RECORDS FOR THIS EXERCISE: Begin

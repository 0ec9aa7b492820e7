//! Storage quota accounting.

pub mod quota;

pub use quota::{QuotaService, StorageSummary, format_bytes};
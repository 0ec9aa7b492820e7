//! User domain entities.

pub mod model;

pub use model::{UpsertUser, User};
//! Folder creation handler.

use axum::Json;
use axum::extract::State;
use axum::http::StatusCode;

use nimbus_entity::node::Node;

use crate::dto::request::CreateFolderRequest;
use crate::dto::response::ApiResponse;
use crate::error::ApiError;
use crate::extractors::AuthUser;
use crate::state::AppState;

/// POST /api/files/folder
pub async fn create_folder(
    State(state): State<AppState>,
    auth: AuthUser,
    Json(req): Json<CreateFolderRequest>,
) -> Result<(StatusCode, Json<ApiResponse<Node>>), ApiError> {
    let folder = state
        .tree_service
        .create_folder(&auth, req.parent_id, &req.name)
        .await?;
    Ok((StatusCode::CREATED, Json(ApiResponse::ok(folder))))
}
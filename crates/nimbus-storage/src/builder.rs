//! Object store construction from configuration.

use std::sync::Arc;

use tracing::info;

use nimbus_core::config::{StorageConfig, StorageProviderKind};
use nimbus_core::result::AppResult;
use nimbus_core::traits::storage::ObjectStore;

use crate::providers::{LocalObjectStore, MemoryObjectStore};

/// Build the configured object store backend.
pub async fn build_object_store(config: &StorageConfig) -> AppResult<Arc<dyn ObjectStore>> {
    let store: Arc<dyn ObjectStore> = match config.provider {
        #[cfg(feature = "s3")]
        StorageProviderKind::S3 => Arc::new(crate::providers::S3ObjectStore::new(&config.s3).await?),
        #[cfg(not(feature = "s3"))]
        StorageProviderKind::S3 => {
            return Err(nimbus_core::AppError::configuration(
                "S3 support is not compiled in (enable the `s3` feature)",
            ));
        }
        StorageProviderKind::Local => Arc::new(LocalObjectStore::new(&config.local.root_path).await?),
        StorageProviderKind::Memory => Arc::new(MemoryObjectStore::new()),
    };

    info!(provider = store.provider_type(), "Object store ready");
    Ok(store)
}
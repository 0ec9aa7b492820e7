//! PostgreSQL connection pool management.

use sqlx::postgres::{PgPool, PgPoolOptions};
use tracing::info;

use nimbus_core::config::DatabaseConfig;
use nimbus_core::error::{AppError, ErrorKind};

/// Wrapper around the sqlx PostgreSQL connection pool.
#[derive(Debug, Clone)]
pub struct DatabasePool {
    pool: PgPool,
}

impl DatabasePool {
    /// Create a new database pool from configuration.
    pub async fn connect(config: &DatabaseConfig) -> Result<Self, AppError> {
        info!(
            url = %mask_password(&config.url),
            max_connections = config.max_connections,
            min_connections = config.min_connections,
            "Connecting to PostgreSQL"
        );

        let pool = PgPoolOptions::new()
            .max_connections(config.max_connections)
            .min_connections(config.min_connections)
            .acquire_timeout(config.acquire_timeout())
            .idle_timeout(config.idle_timeout())
            .connect(&config.url)
            .await
            .map_err(|e| {
                AppError::with_source(
                    ErrorKind::Database,
                    format!("Failed to connect to database: {e}"),
                    e,
                )
            })?;

        info!("Successfully connected to PostgreSQL");
        Ok(Self { pool })
    }

    /// Return a reference to the underlying sqlx pool.
    pub fn pool(&self) -> &PgPool {
        &self.pool
    }

    /// Check database connectivity.
    pub async fn health_check(&self) -> Result<bool, AppError> {
        sqlx::query_scalar::<_, i32>("SELECT 1")
            .fetch_one(&self.pool)
            .await
            .map(|v| v == 1)
            .map_err(|e| AppError::with_source(ErrorKind::Database, "Health check failed", e))
    }

    /// Close all connections in the pool.
    pub async fn close(&self) {
        self.pool.close().await;
        info!("Database pool closed");
    }
}

/// Mask the password portion of a database URL for safe logging.
fn mask_password(url: &str) -> String {
    let scheme_end = url.find("://").map(|p| p + 3).unwrap_or(0);
    match url.rfind('@') {
        Some(at_pos) if at_pos > scheme_end => match url[scheme_end..at_pos].find(':') {
            Some(offset) => format!(
                "{}:****@{}",
                &url[..scheme_end + offset],
                &url[at_pos + 1..]
            ),
            None => url.to_string(),
        },
        _ => url.to_string(),
    }
}
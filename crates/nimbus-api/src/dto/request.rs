//! Request DTOs and query strings.

use serde::{Deserialize, Deserializer};
use uuid::Uuid;

use nimbus_core::error::AppError;
use nimbus_entity::share::{AccessLevel, SharePermission};

/// Create folder request.
#[derive(Debug, Clone, Deserialize)]
pub struct CreateFolderRequest {
    /// Folder name.
    pub name: String,
    /// Parent folder (absent or null = root).
    #[serde(default, alias = "parentId")]
    pub parent_id: Option<Uuid>,
}

/// Rename and/or move a node.
///
/// `parent_id` distinguishes "absent" (stay put) from `null` (move to root).
#[derive(Debug, Clone, Default, Deserialize)]
pub struct UpdateNodeRequest {
    /// New name.
    #[serde(default)]
    pub name: Option<String>,
    /// New parent.
    #[serde(default, alias = "parentId", deserialize_with = "double_option")]
    pub parent_id: Option<Option<Uuid>>,
}

fn double_option<'de, D>(deserializer: D) -> Result<Option<Option<Uuid>>, D::Error>
where
    D: Deserializer<'de>,
{
    Option::<Uuid>::deserialize(deserializer).map(Some)
}

/// Star toggle.
#[derive(Debug, Clone, Deserialize)]
pub struct StarRequest {
    #[serde(alias = "isStarred")]
    pub is_starred: bool,
}

/// Link share settings. Unspecified fields keep their current value.
#[derive(Debug, Clone, Default, Deserialize)]
pub struct UpdateLinkShareRequest {
    #[serde(default, alias = "accessLevel")]
    pub access_level: Option<AccessLevel>,
    #[serde(default)]
    pub permission: Option<SharePermission>,
}

/// Add named grantees.
#[derive(Debug, Clone, Deserialize)]
pub struct AddPeopleRequest {
    pub emails: Vec<String>,
    #[serde(default = "default_permission")]
    pub permission: SharePermission,
}

fn default_permission() -> SharePermission {
    SharePermission::Viewer
}

/// Change one grantee's permission.
#[derive(Debug, Clone, Deserialize)]
pub struct UpdatePersonRequest {
    pub permission: SharePermission,
}

/// Begin a direct upload.
#[derive(Debug, Clone, Deserialize)]
pub struct UploadUrlRequest {
    pub name: String,
    #[serde(alias = "mimeType", alias = "type")]
    pub mime_type: String,
    pub size: i64,
    #[serde(default, alias = "parentId")]
    pub parent_id: Option<Uuid>,
}

/// Confirm a direct upload.
#[derive(Debug, Clone, Deserialize)]
pub struct UploadCompleteRequest {
    #[serde(alias = "nodeId", alias = "fileId")]
    pub node_id: Uuid,
    #[serde(default)]
    pub key: Option<String>,
    #[serde(default)]
    pub size: Option<i64>,
}

/// `GET /api/files` query string.
#[derive(Debug, Clone, Default, Deserialize)]
pub struct ListParams {
    #[serde(default, alias = "parentId")]
    pub parent_id: Option<String>,
    #[serde(default, rename = "type")]
    pub category: Option<String>,
    #[serde(default)]
    pub modified: Option<String>,
    #[serde(default)]
    pub recursive: Option<bool>,
}

impl ListParams {
    /// The folder to list. Empty, `null`, and `root` all mean the root.
    pub fn parent(&self) -> Result<Option<Uuid>, AppError> {
        optional_id(self.parent_id.as_deref(), "parentId")
    }
}

/// `GET /api/files/search` query string.
#[derive(Debug, Clone, Default, Deserialize)]
pub struct SearchParams {
    #[serde(default)]
    pub q: String,
    #[serde(default)]
    pub limit: Option<i64>,
    #[serde(default, alias = "includeDeleted")]
    pub include_deleted: Option<bool>,
}

/// `GET /api/files/path` query string.
#[derive(Debug, Clone, Deserialize)]
pub struct PathParams {
    #[serde(alias = "fileId")]
    pub file_id: Uuid,
}

/// Parse an optional id from a query value.
pub fn optional_id(raw: Option<&str>, field: &str) -> Result<Option<Uuid>, AppError> {
    match raw.map(str::trim) {
        None | Some("") | Some("null") | Some("root") => Ok(None),
        Some(value) => value
            .parse()
            .map(Some)
            .map_err(|_| AppError::validation(format!("Invalid {field}"))),
    }
}

#[cfg(test)]
mod tests {
    use super::*;

    #[test]
    fn test_update_distinguishes_absent_from_null_parent() {
        let absent: UpdateNodeRequest = serde_json::from_str(r#"{"name":"a"}"#).unwrap();
        assert_eq!(absent.parent_id, None);

        let root: UpdateNodeRequest = serde_json::from_str(r#"{"parent_id":null}"#).unwrap();
        assert_eq!(root.parent_id, Some(None));

        let id = Uuid::new_v4();
        let moved: UpdateNodeRequest =
            serde_json::from_str(&format!(r#"{{"parentId":"{id}"}}"#)).unwrap();
        assert_eq!(moved.parent_id, Some(Some(id)));
    }

    #[test]
    fn test_root_aliases_parse_to_none() {
        for raw in [None, Some(""), Some("null"), Some("root")] {
            assert_eq!(optional_id(raw, "parentId").unwrap(), None);
        }
        assert!(optional_id(Some("nope"), "parentId").is_err());
    }
}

RECORDS FOR THIS EXERCISE: End

WORK REQUIRED: Begin at the top of the records above and quote each line exactly, ending with the line that contains "use axum::extract::State;".

ANSWER BOX:
repository 0ec9aa7b492820e7
//! Storage quota accounting.

pub mod quota;

pub use quota::{QuotaService, StorageSummary, format_bytes};
repository 0ec9aa7b492820e7
//! User domain entities.

pub mod model;

pub use model::{UpsertUser, User};
//! Folder creation handler.

use axum::Json;
use axum::extract::State;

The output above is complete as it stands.